In the eight counties hit hardest by Harvey last year, only 17 percent of homeowners had flood insurance, according to FEMA statistics.
Regular home insurance covers wind damage, but not flooding.
Homeowners have to buy separate flood insurance policies from the National Flood Insurance Program. It's government-run, but you buy the policy through an insurance agent.
In Texas, the average policy plan is about $500 a year -- and up to $2,000 for homes inside a floodplain.
Flood insurance covers up to $250,000 to rebuild your home and $100,000 to replace your belongings, like TVs and furniture, depending n your policy.
FEMA offers the following tips:
--Know what’s covered – and what’s not covered. Contents are not covered by a building/structure flood policy. You'll need another policy for contents within the building.
--Be sure that you’re clear about your deductible.

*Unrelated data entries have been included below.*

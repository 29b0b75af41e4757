//! Child process plumbing shared by the capture and sink supervisors.
//!
//! Encoder children receive PCM on stdin and have their stdout discarded;
//! the capture child produces PCM on stdout. In both cases stderr is drained
//! into a bounded ring so the last meaningful line can be surfaced as a
//! human-readable error after an unexpected exit.

use std::collections::VecDeque;
use std::process::Stdio;
use std::sync::Arc;
use std::time::Duration;

use parking_lot::Mutex;
use tokio::io::AsyncReadExt;
use tokio::process::{Child, ChildStdin, ChildStdout, Command};

use crate::constants::{ERROR_TRUNCATE, STDERR_CAP};

// ─────────────────────────────────────────────────────────────────────────────
// Stderr Capture
// ─────────────────────────────────────────────────────────────────────────────

/// Bounded capture of a child's stderr.
///
/// Oldest bytes are discarded once the cap is reached, so a chatty child
/// cannot grow the buffer while the most recent (and most relevant) output
/// is always retained.
#[derive(Clone, Default)]
pub struct StderrRing {
    buf: Arc<Mutex<VecDeque<u8>>>,
}

impl StderrRing {
    #[must_use]
    pub fn new() -> Self {
        Self::default()
    }

    /// Appends bytes, ring-discarding from the front past the cap.
    pub fn push(&self, bytes: &[u8]) {
        let mut buf = self.buf.lock();
        for &b in bytes {
            if buf.len() >= STDERR_CAP {
                buf.pop_front();
            }
            buf.push_back(b);
        }
    }

    /// Clears the buffer. Called whenever a fresh child is spawned so old
    /// errors are not attributed to the new process.
    pub fn clear(&self) {
        self.buf.lock().clear();
    }

    /// Returns the captured text, lossily decoded.
    #[must_use]
    pub fn contents(&self) -> String {
        let buf = self.buf.lock();
        let (head, tail) = buf.as_slices();
        let mut bytes = Vec::with_capacity(buf.len());
        bytes.extend_from_slice(head);
        bytes.extend_from_slice(tail);
        String::from_utf8_lossy(&bytes).into_owned()
    }

    /// Extracts the last meaningful stderr line, truncated for display.
    #[must_use]
    pub fn last_line(&self) -> String {
        last_meaningful_line(&self.contents())
    }

    /// Spawns a task draining `stderr` into this ring until EOF. The
    /// returned handle completes once the pipe is fully drained; supervisors
    /// await it (bounded) before extracting the last error line.
    fn drain(&self, mut stderr: tokio::process::ChildStderr) -> tokio::task::JoinHandle<()> {
        let ring = self.clone();
        tokio::spawn(async move {
            let mut chunk = [0u8; 4096];
            loop {
                match stderr.read(&mut chunk).await {
                    Ok(0) | Err(_) => break,
                    Ok(n) => ring.push(&chunk[..n]),
                }
            }
        })
    }
}

/// Scans text from the last line upwards and returns the first non-empty
/// line, trimmed and truncated to [`ERROR_TRUNCATE`] characters.
#[must_use]
pub fn last_meaningful_line(text: &str) -> String {
    let line = text
        .trim_end()
        .lines()
        .rev()
        .map(str::trim)
        .find(|l| !l.is_empty())
        .unwrap_or("");
    truncate_error(line)
}

/// Truncates an error message to [`ERROR_TRUNCATE`] characters, appending
/// an ellipsis when anything was cut.
#[must_use]
pub fn truncate_error(msg: &str) -> String {
    if msg.chars().count() <= ERROR_TRUNCATE {
        msg.to_string()
    } else {
        let cut: String = msg.chars().take(ERROR_TRUNCATE).collect();
        format!("{cut}…")
    }
}

// ─────────────────────────────────────────────────────────────────────────────
// Spawning
// ─────────────────────────────────────────────────────────────────────────────

/// An encoder child: PCM goes in on stdin, stderr is ring-captured.
pub struct EncoderChild {
    pub child: Child,
    pub stdin: ChildStdin,
    /// Completes once stderr is fully drained into the ring.
    pub stderr_task: tokio::task::JoinHandle<()>,
}

/// A capture child: PCM comes out on stdout, stderr is ring-captured.
pub struct CaptureChild {
    pub child: Child,
    pub stdout: ChildStdout,
    pub stderr: StderrRing,
    /// Completes once stderr is fully drained into the ring.
    pub stderr_task: tokio::task::JoinHandle<()>,
}

/// Spawns an encoder child with stdin piped, stdout discarded and stderr
/// drained into `ring` (cleared first).
pub fn spawn_encoder(
    program: &str,
    args: &[String],
    ring: &StderrRing,
) -> std::io::Result<EncoderChild> {
    ring.clear();
    let mut child = Command::new(program)
        .args(args)
        .stdin(Stdio::piped())
        .stdout(Stdio::null())
        .stderr(Stdio::piped())
        .kill_on_drop(true)
        .spawn()?;

    let stdin = child.stdin.take().expect("stdin was requested piped");
    let stderr_task = match child.stderr.take() {
        Some(stderr) => ring.drain(stderr),
        None => tokio::spawn(async {}),
    };
    Ok(EncoderChild {
        child,
        stdin,
        stderr_task,
    })
}

/// Spawns the capture child with stdout piped and stderr ring-captured.
pub fn spawn_capture(program: &str, args: &[String]) -> std::io::Result<CaptureChild> {
    let mut child = Command::new(program)
        .args(args)
        .stdin(Stdio::null())
        .stdout(Stdio::piped())
        .stderr(Stdio::piped())
        .kill_on_drop(true)
        .spawn()?;

    let stdout = child.stdout.take().expect("stdout was requested piped");
    let ring = StderrRing::new();
    let stderr_task = match child.stderr.take() {
        Some(stderr) => ring.drain(stderr),
        None => tokio::spawn(async {}),
    };
    Ok(CaptureChild {
        child,
        stdout,
        stderr: ring,
        stderr_task,
    })
}

// ─────────────────────────────────────────────────────────────────────────────
// Termination
// ─────────────────────────────────────────────────────────────────────────────

/// Sends the graceful-exit request to a child without waiting.
///
/// On unix this is SIGTERM, letting encoders flush their containers. On
/// other platforms no interrupt-class signal exists, so this is a no-op and
/// callers rely on the forced-kill escalation in [`terminate_gracefully`].
pub fn request_exit(child: &Child) {
    #[cfg(unix)]
    if let Some(pid) = child.id() {
        // Safety: plain kill(2) on a pid we own; the worst failure mode is
        // ESRCH when the child already exited.
        unsafe {
            libc::kill(pid as i32, libc::SIGTERM);
        }
    }
    #[cfg(not(unix))]
    let _ = child;
}

/// Asks a child to exit gracefully and escalates to a forced kill when it
/// does not comply within `timeout`. Returns the exit status when the child
/// could be reaped.
pub async fn terminate_gracefully(
    child: &mut Child,
    timeout: Duration,
) -> Option<std::process::ExitStatus> {
    request_exit(child);
    match tokio::time::timeout(timeout, child.wait()).await {
        Ok(Ok(status)) => Some(status),
        Ok(Err(e)) => {
            log::warn!("[Process] Wait after graceful termination failed: {e}");
            None
        }
        Err(_) => {
            log::warn!("[Process] Child ignored graceful termination, killing");
            let _ = child.start_kill();
            child.wait().await.ok()
        }
    }
}

#[cfg(test)]
mod tests {
    use super::*;

    #[test]
    fn ring_discards_oldest_bytes() {
        let ring = StderrRing::new();
        ring.push(&vec![b'a'; STDERR_CAP]);
        ring.push(b"tail");
        let contents = ring.contents();
        assert_eq!(contents.len(), STDERR_CAP);
        assert!(contents.ends_with("tail"));
        assert!(contents.starts_with('a'));
    }

    #[test]
    fn last_line_skips_trailing_blanks() {
        let ring = StderrRing::new();
        ring.push(b"first error\nreal error\n\n   \n");
        assert_eq!(ring.last_line(), "real error");
    }

    #[test]
    fn last_line_of_empty_ring_is_empty() {
        assert_eq!(StderrRing::new().last_line(), "");
    }

    #[test]
    fn truncation_appends_ellipsis() {
        let long = "x".repeat(ERROR_TRUNCATE + 50);
        let truncated = truncate_error(&long);
        assert_eq!(truncated.chars().count(), ERROR_TRUNCATE + 1);
        assert!(truncated.ends_with('…'));
    }

    #[test]
    fn short_messages_pass_through() {
        assert_eq!(truncate_error("broken pipe"), "broken pipe");
    }

    #[test]
    fn clear_resets_contents() {
        let ring = StderrRing::new();
        ring.push(b"stale");
        ring.clear();
        assert_eq!(ring.contents(), "");
    }

    #[cfg(unix)]
    #[tokio::test]
    async fn graceful_termination_reaps_a_sleeper() {
        let mut child = Command::new("sh")
            .args(["-c", "sleep 30"])
            .stdin(Stdio::null())
            .stdout(Stdio::null())
            .stderr(Stdio::null())
            .kill_on_drop(true)
            .spawn()
            .expect("sh should spawn");

        let started = std::time::Instant::now();
        let status = terminate_gracefully(&mut child, Duration::from_secs(2)).await;
        assert!(status.is_some(), "child should be reaped");
        assert!(
            started.elapsed() < Duration::from_secs(5),
            "termination should not wait for the sleep"
        );
    }
}
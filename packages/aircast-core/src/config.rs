//! Configuration model: capture input, silence detection, notification
//! channels, outputs and recordings.
//!
//! [`ConfigStore`] wraps the shared configuration behind a reader-writer
//! lock and is the single place supervisors consult during retry, so
//! configuration edits are observed without restarting the world.

use std::path::PathBuf;
use std::sync::Arc;

use parking_lot::RwLock;
use serde::{Deserialize, Serialize};
use uuid::Uuid;

use crate::constants::{
    CHANNELS, DEFAULT_SINK_MAX_RETRIES, MAX_OUTPUTS, MAX_RECORDINGS, SAMPLE_RATE,
};
use crate::error::{AircastError, AircastResult};

// ─────────────────────────────────────────────────────────────────────────────
// Codec Table
// ─────────────────────────────────────────────────────────────────────────────

/// Supported encoder codecs.
///
/// Each codec maps to a fixed encoder argument vector, a container format
/// and a file extension for recordings. The mapping is part of the external
/// contract with the encoder binary and must not be tuned.
#[derive(Debug, Clone, Copy, PartialEq, Eq, Serialize, Deserialize)]
#[serde(rename_all = "lowercase")]
pub enum Codec {
    Mp2,
    Mp3,
    Ogg,
    Wav,
}

impl Codec {
    /// Resolves a codec by configured name. Unknown names fall back to the
    /// default (mp3).
    #[must_use]
    pub fn from_name(name: &str) -> Self {
        match name {
            "mp2" => Self::Mp2,
            "mp3" => Self::Mp3,
            "ogg" => Self::Ogg,
            "wav" => Self::Wav,
            _ => Self::default(),
        }
    }

    /// Returns the codec as a short string identifier (e.g., "mp3").
    #[must_use]
    pub const fn as_str(&self) -> &'static str {
        match self {
            Self::Mp2 => "mp2",
            Self::Mp3 => "mp3",
            Self::Ogg => "ogg",
            Self::Wav => "wav",
        }
    }

    /// Encoder argument vector inserted after `-codec:a`.
    #[must_use]
    pub const fn encoder_args(&self) -> &'static [&'static str] {
        match self {
            Self::Mp2 => &["libtwolame", "-b:a", "384k", "-psymodel", "4"],
            Self::Mp3 => &["libmp3lame", "-b:a", "320k"],
            Self::Ogg => &["libvorbis", "-qscale:a", "10"],
            Self::Wav => &["pcm_s16le"],
        }
    }

    /// Container format passed to `-f`.
    #[must_use]
    pub const fn container(&self) -> &'static str {
        match self {
            Self::Mp2 => "mp2",
            Self::Mp3 => "mp3",
            Self::Ogg => "ogg",
            Self::Wav => "matroska",
        }
    }

    /// File extension for recorded files.
    #[must_use]
    pub const fn extension(&self) -> &'static str {
        match self {
            Self::Mp2 => "mp2",
            Self::Mp3 => "mp3",
            Self::Ogg => "ogg",
            Self::Wav => "mkv",
        }
    }
}

impl Default for Codec {
    fn default() -> Self {
        Self::Mp3
    }
}

// ─────────────────────────────────────────────────────────────────────────────
// Sink Configuration
// ─────────────────────────────────────────────────────────────────────────────

fn new_sink_id() -> String {
    Uuid::new_v4().to_string()
}

fn default_true() -> bool {
    true
}

/// A network output: one encoder child streaming to an SRT destination.
#[derive(Debug, Clone, Serialize, Deserialize)]
pub struct OutputConfig {
    /// Stable unique identifier.
    #[serde(default = "new_sink_id")]
    pub id: String,

    /// Operator-facing name.
    #[serde(default)]
    pub name: String,

    /// SRT destination host.
    pub host: String,

    /// SRT destination port.
    pub port: u16,

    /// SRT stream ID, sent URL-encoded in the destination query.
    #[serde(default)]
    pub stream_id: String,

    /// SRT passphrase, sent URL-encoded in the destination query.
    #[serde(default)]
    pub passphrase: String,

    /// Codec name; unknown or empty names resolve to mp3.
    #[serde(default)]
    pub codec: String,

    /// Retry budget; 0 means "use the default budget".
    #[serde(default)]
    pub max_retries: u32,

    /// Whether the output starts automatically with the engine.
    #[serde(default = "default_true")]
    pub enabled: bool,

    /// Creation time (unix seconds); filled on load when absent.
    #[serde(default)]
    pub created_at: i64,
}

impl OutputConfig {
    /// Resolved codec for this output.
    #[must_use]
    pub fn codec(&self) -> Codec {
        Codec::from_name(&self.codec)
    }

    /// Effective retry budget; 0 is a sentinel for the default of 99.
    #[must_use]
    pub fn effective_max_retries(&self) -> u32 {
        if self.max_retries == 0 {
            DEFAULT_SINK_MAX_RETRIES
        } else {
            self.max_retries
        }
    }

    /// Builds the SRT destination URL with percent-encoded query parameters.
    #[must_use]
    pub fn destination_url(&self) -> String {
        format!(
            "srt://{}:{}?pkt_size=1316&oheadbw=100&maxbw=-1&latency=10000000\
             &mode=caller&transtype=live&streamid={}&passphrase={}",
            self.host,
            self.port,
            urlencoding::encode(&self.stream_id),
            urlencoding::encode(&self.passphrase),
        )
    }
}

/// Whether a recording rotates files by itself.
#[derive(Debug, Clone, Copy, PartialEq, Eq, Serialize, Deserialize)]
#[serde(rename_all = "lowercase")]
pub enum RecordingMode {
    /// Rotate to a new file at every hour boundary.
    Auto,
    /// Record into one file until stopped by the operator.
    Manual,
}

impl Default for RecordingMode {
    fn default() -> Self {
        Self::Auto
    }
}

/// A local recording: one encoder child writing hourly files under a base
/// directory.
#[derive(Debug, Clone, Serialize, Deserialize)]
pub struct RecordingConfig {
    /// Stable unique identifier.
    #[serde(default = "new_sink_id")]
    pub id: String,

    /// Operator-facing name.
    #[serde(default)]
    pub name: String,

    /// Directory under which dated subdirectories are created.
    pub base_path: PathBuf,

    /// Codec name; unknown or empty names resolve to mp3.
    #[serde(default)]
    pub codec: String,

    /// Rotation mode.
    #[serde(default)]
    pub mode: RecordingMode,

    /// Files and dated directories older than this many days are deleted;
    /// 0 disables retention cleaning.
    #[serde(default)]
    pub retention_days: u32,

    /// Retry budget; 0 means "use the default budget".
    #[serde(default)]
    pub max_retries: u32,

    /// Creation time (unix seconds); filled on load when absent.
    #[serde(default)]
    pub created_at: i64,
}

impl RecordingConfig {
    /// Resolved codec for this recording.
    #[must_use]
    pub fn codec(&self) -> Codec {
        Codec::from_name(&self.codec)
    }

    /// Effective retry budget; 0 is a sentinel for the default of 99.
    #[must_use]
    pub fn effective_max_retries(&self) -> u32 {
        if self.max_retries == 0 {
            DEFAULT_SINK_MAX_RETRIES
        } else {
            self.max_retries
        }
    }
}

/// Either sink flavor, as fetched by supervisors during retry.
#[derive(Debug, Clone)]
pub enum SinkConfig {
    Output(OutputConfig),
    Recording(RecordingConfig),
}

impl SinkConfig {
    /// The sink's stable ID.
    #[must_use]
    pub fn id(&self) -> &str {
        match self {
            Self::Output(o) => &o.id,
            Self::Recording(r) => &r.id,
        }
    }

    /// Resolved codec.
    #[must_use]
    pub fn codec(&self) -> Codec {
        match self {
            Self::Output(o) => o.codec(),
            Self::Recording(r) => r.codec(),
        }
    }

    /// Effective retry budget.
    #[must_use]
    pub fn effective_max_retries(&self) -> u32 {
        match self {
            Self::Output(o) => o.effective_max_retries(),
            Self::Recording(r) => r.effective_max_retries(),
        }
    }
}

// ─────────────────────────────────────────────────────────────────────────────
// Detection & Notification Configuration
// ─────────────────────────────────────────────────────────────────────────────

/// Silence detection thresholds.
///
/// Snapshotted once per capture session; edits take effect on the next
/// session so the hot path never consults mutable shared state.
#[derive(Debug, Clone, Serialize, Deserialize)]
pub struct SilenceConfig {
    /// Both channels must be below this level (dB) to count as silent.
    pub threshold_db: f64,

    /// Seconds below threshold before silence is confirmed.
    pub duration_secs: f64,

    /// Seconds above threshold before recovery is confirmed.
    pub recovery_secs: f64,
}

impl Default for SilenceConfig {
    fn default() -> Self {
        Self {
            threshold_db: -40.0,
            duration_secs: 15.0,
            recovery_secs: 5.0,
        }
    }
}

/// Notification channel settings.
///
/// A channel is active only when its `*_configured` predicate holds; the
/// notifier never latches an unconfigured channel.
#[derive(Debug, Clone, Default, Serialize, Deserialize)]
#[serde(default)]
pub struct NotificationConfig {
    /// Webhook endpoint receiving JSON alerts; empty disables the channel.
    pub webhook_url: String,

    /// SMTP server hostname.
    pub email_host: String,

    /// SMTP port. 587 uses STARTTLS, 465 implicit TLS, anything else
    /// opportunistic TLS.
    pub email_port: u16,

    /// SMTP username; empty disables authentication.
    pub email_username: String,

    /// SMTP password.
    pub email_password: String,

    /// From address for alert mails.
    pub email_from: String,

    /// Recipient addresses.
    pub email_recipients: Vec<String>,

    /// Append-only JSONL alert log; empty disables the channel.
    pub log_path: String,
}

impl NotificationConfig {
    /// Webhook channel is configured when a URL is present.
    #[must_use]
    pub fn webhook_configured(&self) -> bool {
        !self.webhook_url.is_empty()
    }

    /// Email channel is configured when both a host and recipients exist.
    #[must_use]
    pub fn email_configured(&self) -> bool {
        !self.email_host.is_empty() && !self.email_recipients.is_empty()
    }

    /// Log channel is configured when a path is present.
    #[must_use]
    pub fn log_configured(&self) -> bool {
        !self.log_path.is_empty()
    }
}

--There’s typically a 30-day waiting period when you buy a flood insurance policy and when it goes into effect, but there are some exceptions.
--There is a federally mandated surcharge on flood insurance policies.
Flooding is the most common natural disaster in the United States, affecting every region and state – and it’s not limited, of course, to hurricane season.
There have been Houston area homeowners who have literally had their houses flood for three straight years – the Memorial Day deluge of 2015, the April “Tax Day” floods of 2016 and Harvey last year.
Contact the National Flood Insurance Program’s Help Center at 1-800-427-4661 to request an agent referral.
Floods can happen anywhere. More than 20 percent of flood claims come from properties outside a high-risk flood zone, according to FEMA.
Flood insurance can pay regardless of whether or not there is a presidential disaster declaration.
FEMA warns that post-disaster federal aid can’t be expected to cover uninsured flood losses. Most federal disaster assistance comes in the form of low-interest disaster loans from the U.S. Small Business Administration and you have to pay them back. FEMA offers disaster grants that don't need to be paid back, but notes: “This amount is often much less than what is needed to recover. A claim against your flood insurance policy could and often does, provide more funds for recovery than those you could qualify for from FEMA or the SBA--and you don't have to pay it back.”
Congress has mandated federally regulated or insured lenders to require flood insurance on mortgaged properties that are located in areas at high risk of flooding. But even if your property is not in a high risk flood area, your mortgage lender may still require you to have flood insurance.
If you live in a high-risk flood zone, and you've received federal disaster assistance in the form of grants from FEMA or low-interest disaster loans from the SBA following a presidential disaster declaration, you must maintain flood insurance in order to be considered for any future federal disaster aid.
To renew your policy, call your flood insurance agent. If you don’t have your insurance agent’s contact information, call the National Flood Insurance Program’s Help Center at 1-800-427-4661.